- The task
Set down a word-for-word copy of the data below, limited to the lines from the first through the line with "the loaded config.".

- Dataset extract
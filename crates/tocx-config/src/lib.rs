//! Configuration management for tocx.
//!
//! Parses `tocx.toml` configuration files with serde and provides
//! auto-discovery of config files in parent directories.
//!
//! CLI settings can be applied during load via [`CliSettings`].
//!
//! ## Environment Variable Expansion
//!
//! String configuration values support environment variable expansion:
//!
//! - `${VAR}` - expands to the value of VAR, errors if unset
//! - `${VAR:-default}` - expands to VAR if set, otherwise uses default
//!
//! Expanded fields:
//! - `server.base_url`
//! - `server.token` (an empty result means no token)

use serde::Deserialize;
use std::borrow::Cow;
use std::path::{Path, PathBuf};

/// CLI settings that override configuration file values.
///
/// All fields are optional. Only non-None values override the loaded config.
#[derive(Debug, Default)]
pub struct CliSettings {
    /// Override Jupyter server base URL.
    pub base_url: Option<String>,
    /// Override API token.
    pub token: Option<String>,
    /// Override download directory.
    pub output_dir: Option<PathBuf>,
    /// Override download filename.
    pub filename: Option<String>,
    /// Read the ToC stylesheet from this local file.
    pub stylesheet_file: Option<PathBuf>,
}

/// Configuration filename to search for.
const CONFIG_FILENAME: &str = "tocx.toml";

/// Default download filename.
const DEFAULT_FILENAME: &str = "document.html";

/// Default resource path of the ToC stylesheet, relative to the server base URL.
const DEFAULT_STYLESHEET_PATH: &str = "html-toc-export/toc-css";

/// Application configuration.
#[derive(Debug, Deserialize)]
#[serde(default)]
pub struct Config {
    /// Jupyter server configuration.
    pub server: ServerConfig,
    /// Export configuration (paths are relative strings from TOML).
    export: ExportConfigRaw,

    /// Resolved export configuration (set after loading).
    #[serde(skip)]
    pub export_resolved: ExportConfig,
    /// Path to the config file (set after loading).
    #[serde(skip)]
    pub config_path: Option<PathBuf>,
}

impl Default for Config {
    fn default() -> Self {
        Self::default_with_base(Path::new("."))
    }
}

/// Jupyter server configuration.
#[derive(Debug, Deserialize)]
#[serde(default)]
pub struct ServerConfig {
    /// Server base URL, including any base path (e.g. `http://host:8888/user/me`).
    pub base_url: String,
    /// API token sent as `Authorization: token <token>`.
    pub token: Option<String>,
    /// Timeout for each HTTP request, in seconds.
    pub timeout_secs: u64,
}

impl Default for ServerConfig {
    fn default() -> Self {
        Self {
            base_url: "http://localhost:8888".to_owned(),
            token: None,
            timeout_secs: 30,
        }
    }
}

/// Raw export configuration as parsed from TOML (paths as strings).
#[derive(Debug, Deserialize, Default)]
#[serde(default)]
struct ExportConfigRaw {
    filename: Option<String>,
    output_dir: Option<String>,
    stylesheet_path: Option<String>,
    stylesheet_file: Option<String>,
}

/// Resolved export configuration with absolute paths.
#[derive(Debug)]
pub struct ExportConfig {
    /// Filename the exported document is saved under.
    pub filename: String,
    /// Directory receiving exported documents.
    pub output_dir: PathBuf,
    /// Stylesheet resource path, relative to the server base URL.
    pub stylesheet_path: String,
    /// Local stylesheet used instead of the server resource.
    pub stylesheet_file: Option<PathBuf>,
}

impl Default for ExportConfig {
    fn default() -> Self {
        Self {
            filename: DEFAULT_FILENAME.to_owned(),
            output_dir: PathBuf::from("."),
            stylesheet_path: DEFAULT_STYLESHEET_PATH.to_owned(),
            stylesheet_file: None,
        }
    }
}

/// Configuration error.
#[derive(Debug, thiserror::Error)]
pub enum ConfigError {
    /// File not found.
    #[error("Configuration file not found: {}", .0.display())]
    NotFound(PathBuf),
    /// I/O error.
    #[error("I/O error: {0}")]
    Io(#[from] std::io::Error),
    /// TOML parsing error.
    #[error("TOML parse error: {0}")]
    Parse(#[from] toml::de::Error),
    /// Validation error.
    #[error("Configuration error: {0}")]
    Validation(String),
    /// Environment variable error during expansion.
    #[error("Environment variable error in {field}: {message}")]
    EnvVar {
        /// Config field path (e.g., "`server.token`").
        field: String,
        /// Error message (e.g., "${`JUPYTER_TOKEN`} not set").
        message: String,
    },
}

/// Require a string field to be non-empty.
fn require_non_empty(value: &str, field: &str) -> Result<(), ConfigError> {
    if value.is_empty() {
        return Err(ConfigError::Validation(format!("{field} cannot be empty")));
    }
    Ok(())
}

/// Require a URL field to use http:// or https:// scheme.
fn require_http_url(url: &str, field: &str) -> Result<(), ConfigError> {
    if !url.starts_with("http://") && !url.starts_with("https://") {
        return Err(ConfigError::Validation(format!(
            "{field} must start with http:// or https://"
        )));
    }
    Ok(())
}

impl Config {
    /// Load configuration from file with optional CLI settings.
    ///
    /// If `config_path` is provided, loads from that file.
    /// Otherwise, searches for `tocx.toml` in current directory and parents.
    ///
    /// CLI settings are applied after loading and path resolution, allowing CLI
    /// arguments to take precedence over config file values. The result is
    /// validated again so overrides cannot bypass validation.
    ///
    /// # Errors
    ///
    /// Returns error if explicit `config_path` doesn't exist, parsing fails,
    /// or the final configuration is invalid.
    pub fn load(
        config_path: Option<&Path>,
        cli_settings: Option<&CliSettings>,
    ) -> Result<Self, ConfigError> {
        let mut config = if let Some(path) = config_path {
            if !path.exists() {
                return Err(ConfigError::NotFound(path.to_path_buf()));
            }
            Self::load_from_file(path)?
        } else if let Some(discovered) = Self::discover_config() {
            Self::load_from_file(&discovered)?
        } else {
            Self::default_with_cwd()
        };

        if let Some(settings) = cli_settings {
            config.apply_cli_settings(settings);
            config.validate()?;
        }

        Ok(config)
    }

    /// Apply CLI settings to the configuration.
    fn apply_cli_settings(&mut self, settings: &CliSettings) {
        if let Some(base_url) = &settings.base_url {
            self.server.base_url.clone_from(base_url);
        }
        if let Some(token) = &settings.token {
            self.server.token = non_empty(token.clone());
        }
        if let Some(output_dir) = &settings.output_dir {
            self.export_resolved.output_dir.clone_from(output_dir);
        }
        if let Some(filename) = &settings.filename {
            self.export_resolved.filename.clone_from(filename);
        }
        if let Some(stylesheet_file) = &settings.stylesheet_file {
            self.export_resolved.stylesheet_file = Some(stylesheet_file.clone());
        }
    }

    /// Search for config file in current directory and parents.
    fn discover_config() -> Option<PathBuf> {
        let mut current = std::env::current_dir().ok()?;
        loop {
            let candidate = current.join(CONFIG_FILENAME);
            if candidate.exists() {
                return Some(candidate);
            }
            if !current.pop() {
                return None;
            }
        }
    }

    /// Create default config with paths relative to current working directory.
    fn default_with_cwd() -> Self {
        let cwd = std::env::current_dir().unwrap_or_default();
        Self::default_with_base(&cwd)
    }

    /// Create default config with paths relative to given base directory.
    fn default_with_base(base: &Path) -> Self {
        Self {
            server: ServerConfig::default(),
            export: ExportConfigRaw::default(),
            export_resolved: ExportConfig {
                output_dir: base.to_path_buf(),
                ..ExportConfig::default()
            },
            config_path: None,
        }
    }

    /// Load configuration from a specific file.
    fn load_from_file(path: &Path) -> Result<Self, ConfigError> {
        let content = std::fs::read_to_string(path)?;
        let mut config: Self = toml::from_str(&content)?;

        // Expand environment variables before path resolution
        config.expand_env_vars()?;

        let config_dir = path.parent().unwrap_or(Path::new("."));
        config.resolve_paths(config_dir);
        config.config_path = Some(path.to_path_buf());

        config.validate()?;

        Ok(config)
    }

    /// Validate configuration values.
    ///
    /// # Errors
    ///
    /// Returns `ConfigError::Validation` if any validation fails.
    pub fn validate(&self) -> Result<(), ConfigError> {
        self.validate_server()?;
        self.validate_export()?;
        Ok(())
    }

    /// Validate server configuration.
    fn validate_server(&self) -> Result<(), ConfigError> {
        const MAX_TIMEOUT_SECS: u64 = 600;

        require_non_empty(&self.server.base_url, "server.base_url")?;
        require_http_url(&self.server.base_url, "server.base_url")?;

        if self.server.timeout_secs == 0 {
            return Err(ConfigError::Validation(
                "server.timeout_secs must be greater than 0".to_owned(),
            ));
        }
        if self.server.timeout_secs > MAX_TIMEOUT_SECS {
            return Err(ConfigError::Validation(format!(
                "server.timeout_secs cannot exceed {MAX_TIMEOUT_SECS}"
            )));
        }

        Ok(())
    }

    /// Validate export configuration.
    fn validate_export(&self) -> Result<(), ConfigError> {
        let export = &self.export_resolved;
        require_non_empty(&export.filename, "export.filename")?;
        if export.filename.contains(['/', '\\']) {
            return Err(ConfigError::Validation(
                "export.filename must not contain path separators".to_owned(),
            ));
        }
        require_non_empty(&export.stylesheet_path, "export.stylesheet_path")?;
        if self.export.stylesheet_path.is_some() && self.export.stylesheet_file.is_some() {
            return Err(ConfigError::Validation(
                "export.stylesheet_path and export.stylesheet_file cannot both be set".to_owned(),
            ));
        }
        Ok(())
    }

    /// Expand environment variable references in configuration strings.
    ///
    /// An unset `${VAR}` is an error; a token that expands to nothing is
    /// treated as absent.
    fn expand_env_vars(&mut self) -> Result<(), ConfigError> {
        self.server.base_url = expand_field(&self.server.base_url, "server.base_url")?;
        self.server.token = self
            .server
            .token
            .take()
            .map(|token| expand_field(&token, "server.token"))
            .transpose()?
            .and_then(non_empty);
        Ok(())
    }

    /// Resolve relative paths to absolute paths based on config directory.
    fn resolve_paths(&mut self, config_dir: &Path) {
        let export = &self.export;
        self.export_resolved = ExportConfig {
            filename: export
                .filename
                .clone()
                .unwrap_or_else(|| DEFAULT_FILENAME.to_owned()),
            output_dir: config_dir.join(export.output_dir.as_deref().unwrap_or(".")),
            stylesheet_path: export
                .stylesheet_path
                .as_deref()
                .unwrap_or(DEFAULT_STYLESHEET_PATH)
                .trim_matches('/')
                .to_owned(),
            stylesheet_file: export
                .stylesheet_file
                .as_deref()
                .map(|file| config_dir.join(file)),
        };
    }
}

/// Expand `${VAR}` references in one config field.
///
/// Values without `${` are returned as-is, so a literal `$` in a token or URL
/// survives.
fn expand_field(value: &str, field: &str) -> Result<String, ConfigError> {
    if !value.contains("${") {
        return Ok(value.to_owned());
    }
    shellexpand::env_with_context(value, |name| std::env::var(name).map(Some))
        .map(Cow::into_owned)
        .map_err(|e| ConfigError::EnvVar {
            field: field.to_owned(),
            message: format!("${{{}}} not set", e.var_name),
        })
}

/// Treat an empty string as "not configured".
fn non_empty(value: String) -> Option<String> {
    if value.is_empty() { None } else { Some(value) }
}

- Answer space
filename crates/tocx-config/src/lib.rs
//! Configuration management for tocx.
//!
//! Parses `tocx.toml` configuration files with serde and provides
//! auto-discovery of config files in parent directories.
//!
//! CLI settings can be applied during load via [`CliSettings`].
//!
//! ## Environment Variable Expansion
//!
//! String configuration values support environment variable expansion:
//!
//! - `${VAR}` - expands to the value of VAR, errors if unset
//! - `${VAR:-default}` - expands to VAR if set, otherwise uses default
//!
//! Expanded fields:
//! - `server.base_url`
//! - `server.token` (an empty result means no token)

use serde::Deserialize;
use std::borrow::Cow;
use std::path::{Path, PathBuf};

/// CLI settings that override configuration file values.
///
/// All fields are optional. Only non-None values override the loaded config.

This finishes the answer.